The untold realities of the Modern Mohalla are explored further by revealing and deciphering the historiography of Mohallas and their formation in the South Asian context. As the following step, this research seeks to trace the relationship between Doxiadis’ theory of Ekistics i.e., understanding human settlements with relevance to their cultural context, and how it impacts the communal structure he planned and their communal exercises in G-9/2’s Modern Mohalla today. It investigates and identifies gaps in feminist representation in communal spaces and how their lack of participation in the original process has influenced the nature of their informal acts of Mohalla-making. The ‘domesticised’ acts of feminist Mohallamaking executed by the participants of this study are seen under the lens of Hook’s theory of ‘Homeplace’. By investigating the dichotomy between these female communal practices as an act of celebrating their ‘Behn-Chara’(sisterhood) that simultaneously fuels their socio-cultural confirmative role within a socially stratified patriarchal setup, Hook’s argument is foregrounded in this unique phenomenon that the women in the Modern Mohalla present. This research also comments on the nature of the feminist Mohalla-making practices as a post-colonial space for the ‘other’ as suggested by Madison5 and works toward the development of a dialogue with a group of women (the ‘others’) whose lives have been previously unobserved within the premise of the Modern Mohalla’s preconceived socio-urban fabric.

As its research methodology, this dissertation engages with an ethnically diverse set of women living in the Government Housing Quarters of G-9/2 via interviews to develop a critical ethnography of their lived histories as drawings supported by calligraphic commemorations of their oral testimonies.
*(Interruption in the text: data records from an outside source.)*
//! Live ranking per event detail: furthest checkpoint reached first, then
//! lowest cumulative time.

use crate::config::LeaderboardConfig;
use crate::error::Result;
use crate::storage::OrderedSetStore;

/// Composite score: `checkpoint_index * bucket_size + cumulative_time_sec`.
/// Ascending, lower is better — further progress always outranks a faster
/// time at an earlier checkpoint because `bucket_size` dwarfs any plausible
/// cumulative time.
pub fn composite_score(checkpoint_index: u32, cumulative_time_sec: i64, config: &LeaderboardConfig) -> i64 {
    checkpoint_index as i64 * config.index_bucket_size + cumulative_time_sec
}

pub fn leaderboard_key(event_id: i64, event_detail_id: i64) -> String {
    format!("leaderboard:{}:{}", event_id, event_detail_id)
}

/// Updates a participant's leaderboard entry.
pub fn update(
    store: &dyn OrderedSetStore<String, i64>,
    event_id: i64,
    event_detail_id: i64,
    user_id: i64,
    checkpoint_index: u32,
    cumulative_time_sec: i64,
    config: &LeaderboardConfig,
) -> Result<()> {
    let score = composite_score(checkpoint_index, cumulative_time_sec, config);
    store.upsert(&leaderboard_key(event_id, event_detail_id), user_id, score, config.ttl_secs)
}

pub fn top_n(
    store: &dyn OrderedSetStore<String, i64>,
    event_id: i64,
    event_detail_id: i64,
    n: usize,
) -> Result<Vec<(i64, i64)>> {
    store.top_n(&leaderboard_key(event_id, event_detail_id), n)
}

pub fn rank(
    store: &dyn OrderedSetStore<String, i64>,
    event_id: i64,
    event_detail_id: i64,
    user_id: i64,
) -> Result<Option<usize>> {
    store.rank(&leaderboard_key(event_id, event_detail_id), &user_id)
}

#[cfg(test)]
mod tests {
    use super::*;
    use crate::storage::memory::MemoryOrderedSetStore;

    #[test]
    fn test_further_checkpoint_always_outranks_faster_earlier_time() {
        let config = LeaderboardConfig::default();
        let store: MemoryOrderedSetStore<String, i64> = MemoryOrderedSetStore::new();

        update(&store, 1, 1, 100, 5, 50, &config).unwrap(); // far but slow start
        update(&store, 1, 1, 200, 1, 1, &config).unwrap(); // near but extremely fast

        let top = top_n(&store, 1, 1, 10).unwrap();
        assert_eq!(top[0].0, 100);
    }

    #[test]
    fn test_equal_checkpoint_orders_by_time() {
        let config = LeaderboardConfig::default();
        let store: MemoryOrderedSetStore<String, i64> = MemoryOrderedSetStore::new();

        update(&store, 1, 1, 100, 2, 500, &config).unwrap();
        update(&store, 1, 1, 200, 2, 300, &config).unwrap();

        let top = top_n(&store, 1, 1, 10).unwrap();
        assert_eq!(top[0].0, 200);
        assert_eq!(top[1].0, 100);
    }

    #[test]
    fn test_update_overwrites_previous_score() {
        let config = LeaderboardConfig::default();
        let store: MemoryOrderedSetStore<String, i64> = MemoryOrderedSetStore::new();

        update(&store, 1, 1, 100, 1, 500, &config).unwrap();
        update(&store, 1, 1, 100, 3, 10, &config).unwrap();

        assert_eq!(rank(&store, 1, 1, 100).unwrap(), Some(1));
    }
}
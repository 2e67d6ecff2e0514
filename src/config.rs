//! Tunable defaults for every subsystem, gathered in one place.
//!
//! One struct per subsystem, plain fields, a `Default` impl carrying the
//! production-tuned numbers.

use serde::{Deserialize, Serialize};

/// Route densification and checkpoint spacing.
#[derive(Debug, Clone, Serialize, Deserialize)]
pub struct RouteConfig {
    /// Maximum distance between consecutive route points after densification (meters).
    pub spacing_m: f64,
    /// Distance between generated checkpoints along the course (meters).
    pub checkpoint_spacing_m: f64,
    /// Reject GPX files larger than this many bytes.
    pub max_gpx_bytes: usize,
    /// Reject routes shorter than this total distance (meters).
    pub min_route_distance_m: f64,
    /// TTL for stored routes.
    pub ttl_secs: u64,
}

impl Default for RouteConfig {
    fn default() -> Self {
        Self {
            spacing_m: 100.0,
            checkpoint_spacing_m: 1000.0,
            max_gpx_bytes: 10 * 1024 * 1024, // 10 MB
            min_route_distance_m: 10.0,
            ttl_secs: 24 * 3600,
        }
    }
}

/// Map-matching thresholds.
#[derive(Debug, Clone, Serialize, Deserialize)]
pub struct MatchConfig {
    /// A sample beyond this distance from the route is considered unmatched (meters).
    pub match_threshold_m: f64,
    /// Weight applied to heading misalignment when scoring candidate segments (m/degree).
    pub bearing_weight: f64,
    /// Number of nearest route points to pull from the R-tree before scoring segments.
    pub candidate_window: usize,
}

impl Default for MatchConfig {
    fn default() -> Self {
        Self {
            match_threshold_m: 50.0,
            bearing_weight: 0.05,
            candidate_window: 8,
        }
    }
}

/// Checkpoint crossing detection.
#[derive(Debug, Clone, Serialize, Deserialize)]
pub struct CheckpointConfig {
    /// Radius within which a sample counts as "at" a checkpoint (meters).
    pub radius_m: f64,
    /// Reject segment durations longer than this as implausible (seconds).
    pub max_plausible_duration_secs: i64,
}

impl Default for CheckpointConfig {
    fn default() -> Self {
        Self {
            radius_m: 30.0,
            max_plausible_duration_secs: 24 * 3600,
        }
    }
}

/// Kalman filter process/measurement noise.
#[derive(Debug, Clone, Serialize, Deserialize)]
pub struct KalmanConfig {
    /// Process noise for lat/lng (degrees^2 per step).
    pub process_noise_latlng: f64,
    /// Process noise for altitude (m^2 per step).
    pub process_noise_alt: f64,
    /// Base measurement noise before confidence weighting.
    pub base_measurement_noise: f64,
}

impl Default for KalmanConfig {
    fn default() -> Self {
        Self {
            process_noise_latlng: 1e-6,
            process_noise_alt: 0.1,
            base_measurement_noise: 5.0,
        }
    }
}

/// Leaderboard scoring.
#[derive(Debug, Clone, Serialize, Deserialize)]
pub struct LeaderboardConfig {
    /// Multiplier separating checkpoint-index buckets in the composite score.
    pub index_bucket_size: i64,
    /// TTL for a leaderboard's ordered set.
    pub ttl_secs: u64,
}

impl Default for LeaderboardConfig {
    fn default() -> Self {
        Self {
            index_bucket_size: 360_000, // 100h in seconds; comfortably larger than any plausible split time
            ttl_secs: 7 * 24 * 3600,
        }
    }
}

/// External store access (timeouts, TTLs not covered above).
#[derive(Debug, Clone, Serialize, Deserialize)]
pub struct StoreConfig {
    /// Timeout applied to every external store call (milliseconds).
    pub call_timeout_ms: u64,
    /// TTL for participant location / previous-position state.
    pub participant_state_ttl_secs: u64,
    /// Fallback event start offset when none is supplied, relative to now (seconds).
    pub fallback_event_start_offset_secs: i64,
}

impl Default for StoreConfig {
    fn default() -> Self {
        Self {
            call_timeout_ms: 200,
            participant_state_ttl_secs: 24 * 3600,
            fallback_event_start_offset_secs: -12 * 3600,
        }
    }
}

/// Aggregate configuration for the whole correction pipeline.
#[derive(Debug, Clone, Default, Serialize, Deserialize)]
pub struct PipelineConfig {
    pub route: RouteConfig,
    pub matching: MatchConfig,
    pub checkpoint: CheckpointConfig,
    pub kalman: KalmanConfig,
    pub leaderboard: LeaderboardConfig,
    pub store: StoreConfig,
}

#[cfg(test)]
mod tests {
    use super::*;

    #[test]
    fn test_defaults_match_documented_values() {
        let cfg = PipelineConfig::default();
        assert_eq!(cfg.route.spacing_m, 100.0);
        assert_eq!(cfg.route.checkpoint_spacing_m, 1000.0);
        assert_eq!(cfg.matching.match_threshold_m, 50.0);
        assert_eq!(cfg.checkpoint.radius_m, 30.0);
        assert_eq!(cfg.leaderboard.index_bucket_size, 360_000);
        assert_eq!(cfg.store.call_timeout_ms, 200);
    }
}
By applying Tayob’s6 methodology of drawing as a research tool to study and portray subaltern feminist Mohalla-making practices, this methodological approach seeks to respect their privacy and maintain their anonymity which is an integral part of their Islamic culture. The oral testimony of the female participants is collected which informs this dissertation’s research inquiry of how the historical socio-spatial values are at risk of being lost and can be recovered by deciphering their Mohalla-making practices. Drawing as a tool for ethnographic research is used to shed light on the absence of female subaltern representation within the archival and critical historiographical forefront of Islamabad. This methodological approach illustrates the role of the women in this Modern Mohalla as historical actors, communal leaders and autonomous social visionaries. Drawing as a research tool in this dissertation foregrounds the participant’s privacy under Glissant’s theory of opacity whereby the documentation of feminist lived experiences does not need to be seen via the Western lens of explicit transparency. This research seeks to recognise and illustrate the mundane moments7 that are documented and analysed in the subsequent chapters via the narratives of the following characters:

Umaima , Laiba, Sania, Chacha and Aliya.8

Endnotes

1 M. S. Hull, Government of Paper: The Materiality of Bureaucracy in Urban Pakistan, 1st ed. (Berkley, CA: University of California Press, 2012).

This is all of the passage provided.